Re: [PATCH] net: phy: phy_device: fix PHY WOL enabled, PM failed to suspend

From: Florian Fainelli
Date: Fri Jun 28 2024 - 04:26:09 EST




On 6/28/2024 9:17 AM, Russell King (Oracle) wrote:
On Fri, Jun 28, 2024 at 02:03:18PM +0800, Youwan Wang wrote:
If the PHY of the mido bus is enabled with Wake-on-LAN (WOL),
we cannot suspend the PHY. Although the WOL status has been
checked in phy_suspend(), returning -EBUSY(-16) would cause
the Power Management (PM) to fail to suspend. Since
phy_suspend() is an exported symbol (EXPORT_SYMBOL),
timely error reporting is needed. Therefore, an additional
check is performed here. If the PHY of the mido bus is enabled
with WOL, we skip calling phy_suspend() to avoid PM failure.

log:
[ 322.631362] OOM killer disabled.
[ 322.631364] Freezing remaining freezable tasks
[ 322.632536] Freezing remaining freezable tasks completed (elapsed 0.001 seconds)
[ 322.632540] printk: Suspending console(s) (use no_console_suspend to debug)
[ 322.633052] YT8521 Gigabit Ethernet stmmac-0:01:
PM: dpm_run_callback(): mdio_bus_phy_suspend+0x0/0x110 [libphy] returns -16
[ 322.633071] YT8521 Gigabit Ethernet stmmac-0:01:
PM: failed to suspend: error -16
[ 322.669699] PM: Some devices failed to suspend, or early wake event detected
[ 322.669949] OOM killer enabled.
[ 322.669951] Restarting tasks ... done.
[ 322.671008] random: crng reseeded on system resumption
[ 322.671014] PM: suspend exit

If the YT8521 driver adds phydrv->flags, ask the YT8521 driver to process
WOL at suspend and resume time, the phydev->suspended_by_mdio_bus=1
flag would cause the resume failure.

Did you mean to write that if the YT8521 PHY driver entry set the PHY_ALWAYS_CALL_SUSPEND flag, then it would cause an error during resume? If so, why is that?

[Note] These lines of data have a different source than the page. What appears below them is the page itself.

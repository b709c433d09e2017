#![allow(dead_code)]

use std::cell::{Cell, RefCell};
use std::fs;
use std::path::{Path, PathBuf};

use rust_symphony::{
    LpModelBuilder, ModelBuilder, ModelDocument, Result, SolverInvocation, SolverProcess,
    SolverRun,
};

// ---------- Porridge model: seven ingredients, two of them prefixes of others ----------

pub struct Ingredient {
    pub name: &'static str,
    pub protein: f64,
    pub calories: f64,
    pub price: f64,
}

pub fn ingredients() -> Vec<Ingredient> {
    vec![
        Ingredient { name: "wildRice", protein: 4.0, calories: 101.0, price: 5.0 },
        Ingredient { name: "wildRice2", protein: 3.0, calories: 150.0, price: 4.0 },
        Ingredient { name: "buckwheatGroats", protein: 19.0, calories: 568.0, price: 10.0 },
        Ingredient { name: "amaranth", protein: 9.3, calories: 251.0, price: 3.0 },
        Ingredient { name: "millet", protein: 22.0, calories: 286.0, price: 5.0 },
        Ingredient { name: "oats", protein: 5.0, calories: 140.0, price: 2.0 },
        Ingredient { name: "buckwheatGroats2", protein: 5.4, calories: 177.0, price: 1.5 },
    ]
}

pub const TOTALS: [&str; 3] = ["totalProtein", "totalCalories", "totalCost"];

/// Maximize protein with at least 2000 kcal on a fixed budget
pub struct Porridge {
    pub data: Vec<Ingredient>,
    pub budget: f64,
}

impl Porridge {
    pub fn new(budget: f64) -> Self {
        Porridge {
            data: ingredients(),
            budget,
        }
    }

    fn terms(&self, metric: fn(&Ingredient) -> f64) -> String {
        self.data
            .iter()
            .map(|i| format!("{} {}", metric(i), i.name))
            .collect::<Vec<_>>()
            .join(" + ")
    }
}

impl ModelBuilder for Porridge {
    fn create(&self) -> Result<ModelDocument> {
        LpModelBuilder::new()
            .maximize("totalProtein")
            .subject_to(format!("{} + -totalProtein = 0", self.terms(|i| i.protein)))
            .subject_to(format!("{} + -totalCalories = 0", self.terms(|i| i.calories)))
            .subject_to(format!("{} + -totalCost = 0", self.terms(|i| i.price)))
            .subject_to("totalCalories >= 2000")
            .subject_to(format!("totalCost <= {}", self.budget))
            .variables(self.data.iter().map(|i| i.name))
            .variables(TOTALS)
            .build()
    }
}

// Tokens follow registration order: ingredients x1..x7, then the totals x8..x10.
pub const FEASIBLE_OUTPUT: &str = "\
Solving...

Solution Found: Node 0, Level 0
Solution Cost: 76.7316
+++++++++++++++++++++++++++++++++++++++++++++++++++
Column names and values of nonzeros in the solution
+++++++++++++++++++++++++++++++++++++++++++++++++++
x5                           1.1842
x7                           9.3860
x8                          76.7316
x9                        2000.0000
x10                         20.0000

";

pub const INFEASIBLE_OUTPUT: &str = "\
Solving...

Problem Infeasible
Total Wallclock Time         0.000
";

// ---------- In-process solver stand-in ----------

/// Writes canned output to the solution artifact and records what it was given
pub struct ScriptedSolver {
    output: String,
    run: SolverRun,
    calls: Cell<usize>,
    converted: RefCell<Vec<String>>,
}

impl ScriptedSolver {
    pub fn new(output: &str) -> Self {
        ScriptedSolver {
            output: output.to_string(),
            run: SolverRun::success(),
            calls: Cell::new(0),
            converted: RefCell::new(Vec::new()),
        }
    }

    pub fn with_run(mut self, run: SolverRun) -> Self {
        self.run = run;
        self
    }

    pub fn calls(&self) -> usize {
        self.calls.get()
    }

    /// Converted documents seen so far
    pub fn converted(&self) -> Vec<String> {
        self.converted.borrow().clone()
    }
}

impl SolverProcess for ScriptedSolver {
    fn run(&self, invocation: &SolverInvocation) -> Result<SolverRun> {
        self.calls.set(self.calls.get() + 1);
        self.converted
            .borrow_mut()
            .push(fs::read_to_string(invocation.converted)?);
        fs::write(invocation.solution, &self.output)?;
        Ok(self.run)
    }

    fn name(&self) -> &str {
        "scripted"
    }
}

// ---------- Shell scripts standing in for the SYMPHONY binary ----------

#[cfg(unix)]
pub fn write_script(dir: &Path, name: &str, body: &str) -> PathBuf {
    use std::os::unix::fs::PermissionsExt;

    let path = dir.join(name);
    fs::write(&path, format!("#!/bin/sh\n{}\n", body)).unwrap();
    fs::set_permissions(&path, fs::Permissions::from_mode(0o755)).unwrap();
    path
}

/// Script that echoes its arguments and then prints `output`
#[cfg(unix)]
pub fn echo_script(dir: &Path, output: &str) -> PathBuf {
    let body = format!("echo \"args: $*\"\ncat <<'SOLVER_OUTPUT'\n{}\nSOLVER_OUTPUT", output);
    write_script(dir, "symphony.sh", &body)
}
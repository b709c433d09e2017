use crate::domain::document::ModelDocument;
use crate::domain::problem::{Problem, SolveState};
use crate::models::{SolveRequest, SolveResponse, Status};

impl From<&SolveState> for Status {
    fn from(state: &SolveState) -> Self {
        match state {
            SolveState::Pending => Status::Pending,
            SolveState::NoSolution => Status::NoSolution,
            SolveState::Solved(_) => Status::Solved,
            SolveState::Failed(_) => Status::Failed,
        }
    }
}

impl From<&SolveRequest> for ModelDocument {
    fn from(req: &SolveRequest) -> Self {
        ModelDocument::new(req.problem.clone(), req.variables.clone())
    }
}

/// Snapshot a problem's outcome into the API response, draining its diagnostics
pub fn to_response(problem: &mut Problem) -> SolveResponse {
    let diagnostics = problem.take_diagnostics();
    let state = problem.state();
    let failure = match state {
        SolveState::Failed(reason) => Some(reason.to_string()),
        _ => None,
    };

    SolveResponse {
        name: problem.name().to_string(),
        status: state.into(),
        solved: state.is_solved(),
        solution: state.solution().cloned().unwrap_or_default(),
        failure,
        diagnostics,
    }
}
use std::ffi::OsString;
use std::fs::File;
use std::path::{Path, PathBuf};
use std::process::{Child, Command, ExitStatus, Stdio};
use std::thread;
use std::time::{Duration, Instant};

use crate::domain::solver::{SolverInvocation, SolverProcess, SolverRun};
use crate::error::{ProblemError, Result};

const POLL_INTERVAL: Duration = Duration::from_millis(10);

/// Runs the SYMPHONY binary as `<program> [-f <parameters>] -L <converted>`
/// with stdout and stderr redirected to the solution artifact.
#[derive(Debug, Clone)]
pub struct SymphonyCommand {
    program: PathBuf,
    timeout: Option<Duration>,
}

impl SymphonyCommand {
    pub fn new(program: impl Into<PathBuf>) -> Self {
        SymphonyCommand {
            program: program.into(),
            timeout: None,
        }
    }

    /// Kill the solver if it has not finished after `timeout`
    pub fn with_timeout(mut self, timeout: Duration) -> Self {
        self.timeout = Some(timeout);
        self
    }

    pub fn program(&self) -> &Path {
        &self.program
    }

    pub fn args(invocation: &SolverInvocation) -> Vec<OsString> {
        let mut args = Vec::with_capacity(4);
        if let Some(parameters) = invocation.parameters {
            args.push(OsString::from("-f"));
            args.push(parameters.as_os_str().to_owned());
        }
        args.push(OsString::from("-L"));
        args.push(invocation.converted.as_os_str().to_owned());
        args
    }
}

impl SolverProcess for SymphonyCommand {
    fn run(&self, invocation: &SolverInvocation) -> Result<SolverRun> {
        let stdout = File::create(invocation.solution)?;
        let stderr = stdout.try_clone()?;

        log::debug!(
            "running {} {:?}",
            self.program.display(),
            Self::args(invocation)
        );

        let mut child = Command::new(&self.program)
            .args(Self::args(invocation))
            .stdin(Stdio::null())
            .stdout(Stdio::from(stdout))
            .stderr(Stdio::from(stderr))
            .spawn()
            .map_err(|source| ProblemError::SolverLaunch {
                program: self.program.display().to_string(),
                source,
            })?;

        let status = match self.timeout {
            Some(timeout) => child.wait_timeout(timeout)?,
            None => Some(child.wait()?),
        };

        match status {
            Some(status) => Ok(SolverRun::exited(status.code())),
            None => {
                let _ = child.kill();
                let _ = child.wait();
                Ok(SolverRun::timed_out())
            }
        }
    }

    fn name(&self) -> &str {
        "SYMPHONY"
    }
}

trait ChildExt {
    fn wait_timeout(&mut self, timeout: Duration) -> std::io::Result<Option<ExitStatus>>;
}

impl ChildExt for Child {
    fn wait_timeout(&mut self, timeout: Duration) -> std::io::Result<Option<ExitStatus>> {
        let start = Instant::now();
        loop {
            if let Some(status) = self.try_wait()? {
                return Ok(Some(status));
            }
            if start.elapsed() >= timeout {
                return Ok(None);
            }
            thread::sleep(POLL_INTERVAL);
        }
    }
}

#[cfg(test)]
mod tests {
    use super::*;

    #[test]
    fn test_args_without_parameters() {
        let invocation = SolverInvocation {
            converted: Path::new("out/converted_a.lp"),
            parameters: None,
            solution: Path::new("out/solution_a.txt"),
        };
        assert_eq!(
            SymphonyCommand::args(&invocation),
            vec![OsString::from("-L"), OsString::from("out/converted_a.lp")]
        );
    }

    #[test]
    fn test_args_with_parameters() {
        let invocation = SolverInvocation {
            converted: Path::new("converted_a.lp"),
            parameters: Some(Path::new("symphonyParameters.txt")),
            solution: Path::new("solution_a.txt"),
        };
        assert_eq!(
            SymphonyCommand::args(&invocation),
            vec![
                OsString::from("-f"),
                OsString::from("symphonyParameters.txt"),
                OsString::from("-L"),
                OsString::from("converted_a.lp"),
            ]
        );
    }

    #[test]
    fn test_name() {
        assert_eq!(SymphonyCommand::new("symphony").name(), "SYMPHONY");
    }
}
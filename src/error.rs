use thiserror::Error;

/// Result type for problem translation and solving
pub type Result<T> = std::result::Result<T, ProblemError>;

/// Errors that abort a registry, translation or solve operation
#[derive(Error, Debug)]
pub enum ProblemError {
    /// Solve attempted before a model document was created
    #[error("problem is empty")]
    EmptyProblem,

    /// Solve attempted with no registered variables
    #[error("variable map is empty")]
    EmptyVariableMap,

    /// A name or token that the registry does not know
    #[error("unknown identifier: {0}")]
    UnknownIdentifier(String),

    /// A human-readable name that cannot be safely substituted
    #[error("invalid variable name {name:?}: {reason}")]
    InvalidVariableName { name: String, reason: &'static str },

    /// A problem name that cannot be used for artifact file names
    #[error("invalid problem name {name:?}: {reason}")]
    InvalidProblemName { name: String, reason: &'static str },

    /// Model text contains an identifier equal to a generated token
    #[error("identifier {0} in model text collides with a generated solver token")]
    TokenCollision(String),

    /// Model builder could not produce a document
    #[error("invalid model: {0}")]
    InvalidModel(String),

    /// The solver binary could not be started
    #[error("failed to launch solver {program}: {source}")]
    SolverLaunch {
        program: String,
        #[source]
        source: std::io::Error,
    },

    /// Reading or writing an artifact failed
    #[error("I/O error: {0}")]
    Io(#[from] std::io::Error),
}

impl ProblemError {
    /// Whether the error was caused by the caller's input rather than the environment
    pub fn is_client_error(&self) -> bool {
        !matches!(self, ProblemError::Io(_) | ProblemError::SolverLaunch { .. })
    }
}
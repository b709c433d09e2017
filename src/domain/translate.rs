use std::collections::{HashMap, HashSet};

use crate::domain::registry::{Variable, VariableRegistry};
use crate::domain::validate::is_identifier_char;
use crate::error::{ProblemError, Result};

/// Replace every human-readable name in `text` with its solver token.
///
/// The text is scanned once, span by span. An identifier span is replaced only
/// when it equals a registered name exactly, so a name that is a prefix or
/// substring of another name (`wildRice` / `wildRice2`) never corrupts it, and
/// inserted tokens are never scanned again. Spans starting with a digit or a
/// period are numeric literals and are copied verbatim.
///
/// A span equal to a generated token that is not itself a registered name
/// fails with `TokenCollision`: the solver output could not be mapped back.
pub fn to_solver_form(text: &str, order: &[&Variable]) -> Result<String> {
    let names: HashMap<&str, &str> = order
        .iter()
        .map(|v| (v.name.as_str(), v.token.as_str()))
        .collect();
    let tokens: HashSet<&str> = order.iter().map(|v| v.token.as_str()).collect();

    let mut converted = String::with_capacity(text.len());
    let mut rest = text;
    while let Some(start) = rest.find(is_identifier_char) {
        converted.push_str(&rest[..start]);
        let span = &rest[start..];
        let end = span
            .find(|c: char| !is_identifier_char(c))
            .unwrap_or(span.len());
        let word = &span[..end];

        if starts_numeric(word) {
            converted.push_str(word);
        } else if let Some(token) = names.get(word) {
            converted.push_str(token);
        } else if tokens.contains(word) {
            return Err(ProblemError::TokenCollision(word.to_string()));
        } else {
            converted.push_str(word);
        }

        rest = &span[end..];
    }
    converted.push_str(rest);

    Ok(converted)
}

/// Resolve one `(token, value)` pair reported by the solver to its human name
pub fn to_human_form(token: &str, value: f64, registry: &VariableRegistry) -> Result<(String, f64)> {
    let name = registry.token_to_human(token)?;
    Ok((name.to_string(), value))
}

fn starts_numeric(word: &str) -> bool {
    word.starts_with(|c: char| c.is_ascii_digit() || c == '.')
}
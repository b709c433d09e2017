use std::collections::HashMap;

use crate::domain::diagnostics::{DiagnosticKind, Diagnostics};
use crate::domain::validate::validate_variable_name;
use crate::error::{ProblemError, Result};

const TOKEN_PREFIX: &str = "x";

/// A human-readable variable and the solver token standing in for it
#[derive(Debug, Clone, PartialEq, Eq)]
pub struct Variable {
    pub name: String,
    pub token: String,
    /// Character length of `name`
    pub length: usize,
}

/// Bidirectional map between human-readable names and short solver tokens.
///
/// SYMPHONY truncates long column names, so every name is replaced by
/// `x1`, `x2`, ... before the model is handed to the solver. Tokens come from
/// a per-registry counter and are never reused.
#[derive(Debug, Default, Clone)]
pub struct VariableRegistry {
    human_to_token: HashMap<String, String>,
    token_to_human: HashMap<String, String>,
    variables: Vec<Variable>,
    counter: usize,
}

impl VariableRegistry {
    pub fn new() -> Self {
        Self::default()
    }

    /// Register every name that is not yet known and return how many were added.
    ///
    /// Known names are skipped with a `DuplicateVariable` diagnostic. The whole
    /// batch is validated first, so an invalid name leaves the registry untouched.
    pub fn register<I>(&mut self, names: I, diagnostics: &mut Diagnostics) -> Result<usize>
    where
        I: IntoIterator,
        I::Item: AsRef<str>,
    {
        let names: Vec<I::Item> = names.into_iter().collect();
        for name in &names {
            validate_variable_name(name.as_ref())?;
        }

        let mut added = 0;
        for name in &names {
            let name = name.as_ref();
            if self.human_to_token.contains_key(name) {
                diagnostics.push(
                    DiagnosticKind::DuplicateVariable,
                    format!("{} is already in problem variable set, ignoring", name),
                );
                continue;
            }

            self.counter += 1;
            let token = format!("{}{}", TOKEN_PREFIX, self.counter);
            self.human_to_token.insert(name.to_string(), token.clone());
            self.token_to_human.insert(token.clone(), name.to_string());
            self.variables.push(Variable {
                name: name.to_string(),
                token,
                length: name.chars().count(),
            });
            added += 1;
        }

        Ok(added)
    }

    /// Variables ordered longest name first; ties keep registration order
    pub fn translation_order(&self) -> Vec<&Variable> {
        let mut order: Vec<&Variable> = self.variables.iter().collect();
        order.sort_by(|a, b| b.length.cmp(&a.length));
        order
    }

    pub fn human_to_token(&self, name: &str) -> Result<&str> {
        self.human_to_token
            .get(name)
            .map(String::as_str)
            .ok_or_else(|| ProblemError::UnknownIdentifier(name.to_string()))
    }

    pub fn token_to_human(&self, token: &str) -> Result<&str> {
        self.token_to_human
            .get(token)
            .map(String::as_str)
            .ok_or_else(|| ProblemError::UnknownIdentifier(token.to_string()))
    }

    pub fn contains(&self, name: &str) -> bool {
        self.human_to_token.contains_key(name)
    }

    /// Variables in registration order
    pub fn variables(&self) -> &[Variable] {
        &self.variables
    }

    pub fn len(&self) -> usize {
        self.variables.len()
    }

    pub fn is_empty(&self) -> bool {
        self.variables.is_empty()
    }
}
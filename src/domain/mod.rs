pub mod diagnostics;
pub mod document;
pub mod problem;
pub mod registry;
pub mod solution;
pub mod solver;
pub mod solvers;
pub mod translate;
pub mod validate;
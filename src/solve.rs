use actix_web::{web, HttpResponse, Responder};
use lru::LruCache;
use parking_lot::Mutex;
use std::fs;
use std::num::NonZeroUsize;

use crate::config::SolverConfig;
use crate::convert::to_response;
use crate::domain::document::ModelDocument;
use crate::domain::problem::Problem;
use crate::error::ProblemError;
use crate::models::{SolveRequest, SolveResponse, Status};

/// Name of the per-request copy of a parameters file posted with the request
const PARAMETERS_FILE: &str = "symphonyParameters.txt";

/// Shared by all workers
pub struct AppState {
    pub config: SolverConfig,
    cache: Mutex<LruCache<SolveRequest, SolveResponse>>,
}

impl AppState {
    pub fn new(config: SolverConfig, cache_capacity: NonZeroUsize) -> Self {
        AppState {
            config,
            cache: Mutex::new(LruCache::new(cache_capacity)),
        }
    }

    fn cached(&self, req: &SolveRequest) -> Option<SolveResponse> {
        self.cache.lock().get(req).cloned()
    }

    fn remember(&self, req: SolveRequest, response: &SolveResponse) {
        // Failed runs (timeouts, crashes) may succeed on retry
        if response.status != Status::Failed {
            self.cache.lock().put(req, response.clone());
        }
    }
}

/// Run one request end to end in its own directory under the configured output dir.
/// The directory is kept when the solve completes so the artifacts named in
/// diagnostics stay readable.
pub fn solve_request(
    req: &SolveRequest,
    config: &SolverConfig,
) -> Result<SolveResponse, ProblemError> {
    let mut problem = Problem::new(req.name.as_str());
    problem.create(&ModelDocument::from(req))?;
    problem.ensure_solvable()?;

    let workdir = tempfile::Builder::new()
        .prefix("solve-")
        .tempdir_in(&config.output_dir)?;
    let parameters = match &req.parameters {
        Some(contents) => {
            let path = workdir.path().join(PARAMETERS_FILE);
            fs::write(&path, contents)?;
            Some(path)
        }
        None => config.parameters_path.clone(),
    };

    let solver = config.command();
    problem.solve_with(workdir.path(), parameters.as_deref(), &solver)?;

    // Diagnostics point into the work dir, so it outlives the request
    let kept = workdir.keep();
    log::debug!("artifacts for problem {} kept in {}", req.name, kept.display());

    Ok(to_response(&mut problem))
}

fn error_response(err: &ProblemError) -> HttpResponse {
    let body = serde_json::json!({ "error": err.to_string() });
    if err.is_client_error() {
        HttpResponse::BadRequest().json(body)
    } else {
        log::error!("solve failed: {}", err);
        sentry::capture_error(err);
        HttpResponse::InternalServerError().json(body)
    }
}

/// POST /solve
pub async fn solve(state: web::Data<AppState>, req: web::Json<SolveRequest>) -> HttpResponse {
    let req = req.into_inner();
    if let Some(response) = state.cached(&req) {
        log::debug!("cache hit for problem {}", req.name);
        return HttpResponse::Ok().json(response);
    }

    let worker_state = state.clone();
    let worker_req = req.clone();
    let result =
        web::block(move || solve_request(&worker_req, &worker_state.config)).await;

    match result {
        Ok(Ok(response)) => {
            state.remember(req, &response);
            HttpResponse::Ok().json(response)
        }
        Ok(Err(err)) => error_response(&err),
        Err(err) => HttpResponse::InternalServerError()
            .json(serde_json::json!({ "error": err.to_string() })),
    }
}

/// GET /health
pub async fn health_check() -> impl Responder {
    HttpResponse::Ok().body("OK")
}

/// JSON extractor settings: payload limit and `{ "error": ... }` bodies for bad JSON
pub fn json_config(limit: usize) -> web::JsonConfig {
    web::JsonConfig::default()
        .limit(limit)
        .error_handler(|err, _| {
            let err_string = err.to_string();
            actix_web::error::InternalError::from_response(
                err,
                HttpResponse::BadRequest().json(serde_json::json!({ "error": err_string })),
            )
            .into()
        })
}

/// Register the service routes
pub fn configure(cfg: &mut web::ServiceConfig) {
    cfg.route("/solve", web::post().to(solve))
        .route("/health", web::get().to(health_check));
}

I think the reason this is happening is because the PHY has WoL enabled
on it without the kernel/netdev driver being aware that WoL is enabled.
Thus, mdio_bus_phy_may_suspend() returns true, allowing the suspend to
happen, but then we find unexpectedly that WoL is enabled on the PHY.

However, whenever a user configures WoL, netdev->wol_enabled will be
set when _any_ WoL mode is enabled and cleared only if all WoL modes
are disabled.

Thus, what we have is a de-sync between the kernel state and hardware
state, leading to the suspend failing.

I don't see anything in the motorcomm driver that requires suspend
if WoL is enabled - yt8521_suspend() first checks to see whether WoL
is enabled, and exits if it is.

Andrew - how do you feel about reading the WoL state from the PHY and
setting netdev->wol_enabled if any WoL is enabled on the PHY? That
would mean that the netdev's WoL state is consistent with the PHY
whether or not the user has configured WoL.

Would not the situation described here be solved by having the Motorcomm PHY driver set PHY_ALWAYS_CALL_SUSPEND since it deals with checking whether WoL is enabled or not and will just return then.
--
Florian